**SOURCE DATA:**
************

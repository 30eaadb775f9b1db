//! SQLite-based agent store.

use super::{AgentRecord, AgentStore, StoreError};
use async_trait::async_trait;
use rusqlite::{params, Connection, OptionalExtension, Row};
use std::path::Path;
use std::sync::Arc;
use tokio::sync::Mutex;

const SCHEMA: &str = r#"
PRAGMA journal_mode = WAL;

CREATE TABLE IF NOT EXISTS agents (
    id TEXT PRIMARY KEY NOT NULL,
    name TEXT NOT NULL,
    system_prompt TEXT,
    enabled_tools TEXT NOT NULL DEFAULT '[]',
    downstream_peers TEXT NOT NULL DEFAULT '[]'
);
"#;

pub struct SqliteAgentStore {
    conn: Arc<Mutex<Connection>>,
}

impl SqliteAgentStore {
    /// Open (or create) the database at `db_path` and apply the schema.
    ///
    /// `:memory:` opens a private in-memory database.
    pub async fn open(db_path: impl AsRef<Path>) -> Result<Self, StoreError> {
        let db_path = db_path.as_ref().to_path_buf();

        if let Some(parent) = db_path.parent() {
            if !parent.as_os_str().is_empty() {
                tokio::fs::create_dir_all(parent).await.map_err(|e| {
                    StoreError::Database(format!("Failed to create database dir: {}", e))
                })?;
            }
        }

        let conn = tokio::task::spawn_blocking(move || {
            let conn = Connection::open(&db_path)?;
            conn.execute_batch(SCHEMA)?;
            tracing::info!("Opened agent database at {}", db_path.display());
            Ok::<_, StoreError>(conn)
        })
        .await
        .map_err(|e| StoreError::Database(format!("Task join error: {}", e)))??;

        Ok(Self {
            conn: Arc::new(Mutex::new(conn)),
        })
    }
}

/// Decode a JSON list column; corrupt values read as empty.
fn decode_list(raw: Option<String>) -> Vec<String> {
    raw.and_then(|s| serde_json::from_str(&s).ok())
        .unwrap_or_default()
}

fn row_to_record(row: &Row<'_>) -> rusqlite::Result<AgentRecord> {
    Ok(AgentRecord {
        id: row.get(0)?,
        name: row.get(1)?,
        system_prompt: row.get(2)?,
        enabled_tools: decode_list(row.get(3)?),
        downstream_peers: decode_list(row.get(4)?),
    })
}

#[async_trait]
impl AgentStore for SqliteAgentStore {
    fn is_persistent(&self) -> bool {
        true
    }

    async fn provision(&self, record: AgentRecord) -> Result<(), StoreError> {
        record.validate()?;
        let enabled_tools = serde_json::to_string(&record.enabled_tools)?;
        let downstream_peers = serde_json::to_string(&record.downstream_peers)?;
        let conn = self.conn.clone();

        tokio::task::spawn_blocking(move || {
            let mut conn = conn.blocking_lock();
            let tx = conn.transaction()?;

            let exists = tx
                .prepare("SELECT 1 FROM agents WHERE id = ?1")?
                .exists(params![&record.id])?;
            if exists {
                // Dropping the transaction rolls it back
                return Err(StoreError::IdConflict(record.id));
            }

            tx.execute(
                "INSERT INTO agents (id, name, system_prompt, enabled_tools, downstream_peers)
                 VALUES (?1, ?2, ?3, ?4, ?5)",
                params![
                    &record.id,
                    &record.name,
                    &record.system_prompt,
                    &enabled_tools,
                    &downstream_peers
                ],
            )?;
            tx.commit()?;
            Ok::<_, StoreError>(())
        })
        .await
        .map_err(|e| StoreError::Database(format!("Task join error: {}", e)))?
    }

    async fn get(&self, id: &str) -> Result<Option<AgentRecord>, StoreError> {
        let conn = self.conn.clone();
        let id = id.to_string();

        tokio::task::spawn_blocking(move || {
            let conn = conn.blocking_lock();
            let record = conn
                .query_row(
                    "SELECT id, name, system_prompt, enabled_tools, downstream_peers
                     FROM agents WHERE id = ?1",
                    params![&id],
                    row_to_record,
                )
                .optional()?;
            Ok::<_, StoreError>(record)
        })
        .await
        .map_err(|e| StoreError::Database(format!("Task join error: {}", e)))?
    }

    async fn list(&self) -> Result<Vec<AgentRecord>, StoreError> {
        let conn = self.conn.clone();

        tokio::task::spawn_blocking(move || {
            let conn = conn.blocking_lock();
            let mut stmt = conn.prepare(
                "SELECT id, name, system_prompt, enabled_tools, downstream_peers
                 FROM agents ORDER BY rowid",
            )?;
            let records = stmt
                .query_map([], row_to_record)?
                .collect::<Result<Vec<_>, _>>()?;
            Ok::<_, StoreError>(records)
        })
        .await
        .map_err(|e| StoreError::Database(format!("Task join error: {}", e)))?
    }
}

************

Every line of the material is to be set down again verbatim.

**ANSWER TO THE EXERCISE:**
repository 30eaadb775f9b1db
//! SQLite-based agent store.

use super::{AgentRecord, AgentStore, StoreError};
use async_trait::async_trait;
use rusqlite::{params, Connection, OptionalExtension, Row};
use std::path::Path;
use std::sync::Arc;
use tokio::sync::Mutex;

const SCHEMA: &str = r#"
PRAGMA journal_mode = WAL;

CREATE TABLE IF NOT EXISTS agents (
    id TEXT PRIMARY KEY NOT NULL,
    name TEXT NOT NULL,
    system_prompt TEXT,
    enabled_tools TEXT NOT NULL DEFAULT '[]',
    downstream_peers TEXT NOT NULL DEFAULT '[]'
);
"#;

pub struct SqliteAgentStore {
    conn: Arc<Mutex<Connection>>,
}

impl SqliteAgentStore {
    /// Open (or create) the database at `db_path` and apply the schema.
    ///
    /// `:memory:` opens a private in-memory database.
    pub async fn open(db_path: impl AsRef<Path>) -> Result<Self, StoreError> {
        let db_path = db_path.as_ref().to_path_buf();

        if let Some(parent) = db_path.parent() {
            if !parent.as_os_str().is_empty() {
                tokio::fs::create_dir_all(parent).await.map_err(|e| {
                    StoreError::Database(format!("Failed to create database dir: {}", e))
                })?;
            }
        }

        let conn = tokio::task::spawn_blocking(move || {
            let conn = Connection::open(&db_path)?;
            conn.execute_batch(SCHEMA)?;
            tracing::info!("Opened agent database at {}", db_path.display());
            Ok::<_, StoreError>(conn)
        })
        .await
        .map_err(|e| StoreError::Database(format!("Task join error: {}", e)))??;

        Ok(Self {
            conn: Arc::new(Mutex::new(conn)),
        })
    }
}

/// Decode a JSON list column; corrupt values read as empty.
fn decode_list(raw: Option<String>) -> Vec<String> {
    raw.and_then(|s| serde_json::from_str(&s).ok())
        .unwrap_or_default()
}

fn row_to_record(row: &Row<'_>) -> rusqlite::Result<AgentRecord> {
    Ok(AgentRecord {
        id: row.get(0)?,
        name: row.get(1)?,
        system_prompt: row.get(2)?,
        enabled_tools: decode_list(row.get(3)?),
        downstream_peers: decode_list(row.get(4)?),
    })
}

#[async_trait]
impl AgentStore for SqliteAgentStore {
    fn is_persistent(&self) -> bool {
        true
    }

    async fn provision(&self, record: AgentRecord) -> Result<(), StoreError> {
        record.validate()?;
        let enabled_tools = serde_json::to_string(&record.enabled_tools)?;
        let downstream_peers = serde_json::to_string(&record.downstream_peers)?;
        let conn = self.conn.clone();

        tokio::task::spawn_blocking(move || {
            let mut conn = conn.blocking_lock();
            let tx = conn.transaction()?;

            let exists = tx
                .prepare("SELECT 1 FROM agents WHERE id = ?1")?
                .exists(params![&record.id])?;
            if exists {
                // Dropping the transaction rolls it back
                return Err(StoreError::IdConflict(record.id));
            }

            tx.execute(
                "INSERT INTO agents (id, name, system_prompt, enabled_tools, downstream_peers)
                 VALUES (?1, ?2, ?3, ?4, ?5)",
                params![
                    &record.id,
                    &record.name,
                    &record.system_prompt,
                    &enabled_tools,
                    &downstream_peers
                ],
            )?;
            tx.commit()?;
            Ok::<_, StoreError>(())
        })
        .await
        .map_err(|e| StoreError::Database(format!("Task join error: {}", e)))?
    }

    async fn get(&self, id: &str) -> Result<Option<AgentRecord>, StoreError> {
        let conn = self.conn.clone();
        let id = id.to_string();

        tokio::task::spawn_blocking(move || {
            let conn = conn.blocking_lock();
            let record = conn
                .query_row(
                    "SELECT id, name, system_prompt, enabled_tools, downstream_peers
                     FROM agents WHERE id = ?1",
                    params![&id],
                    row_to_record,
                )
                .optional()?;
            Ok::<_, StoreError>(record)
        })
        .await
        .map_err(|e| StoreError::Database(format!("Task join error: {}", e)))?
    }

    async fn list(&self) -> Result<Vec<AgentRecord>, StoreError> {
        let conn = self.conn.clone();

        tokio::task::spawn_blocking(move || {
            let conn = conn.blocking_lock();
            let mut stmt = conn.prepare(
                "SELECT id, name, system_prompt, enabled_tools, downstream_peers
                 FROM agents ORDER BY rowid",
            )?;
            let records = stmt
                .query_map([], row_to_record)?
                .collect::<Result<Vec<_>, _>>()?;
            Ok::<_, StoreError>(records)
        })
        .await
        .map_err(|e| StoreError::Database(format!("Task join error: {}", e)))?
    }
}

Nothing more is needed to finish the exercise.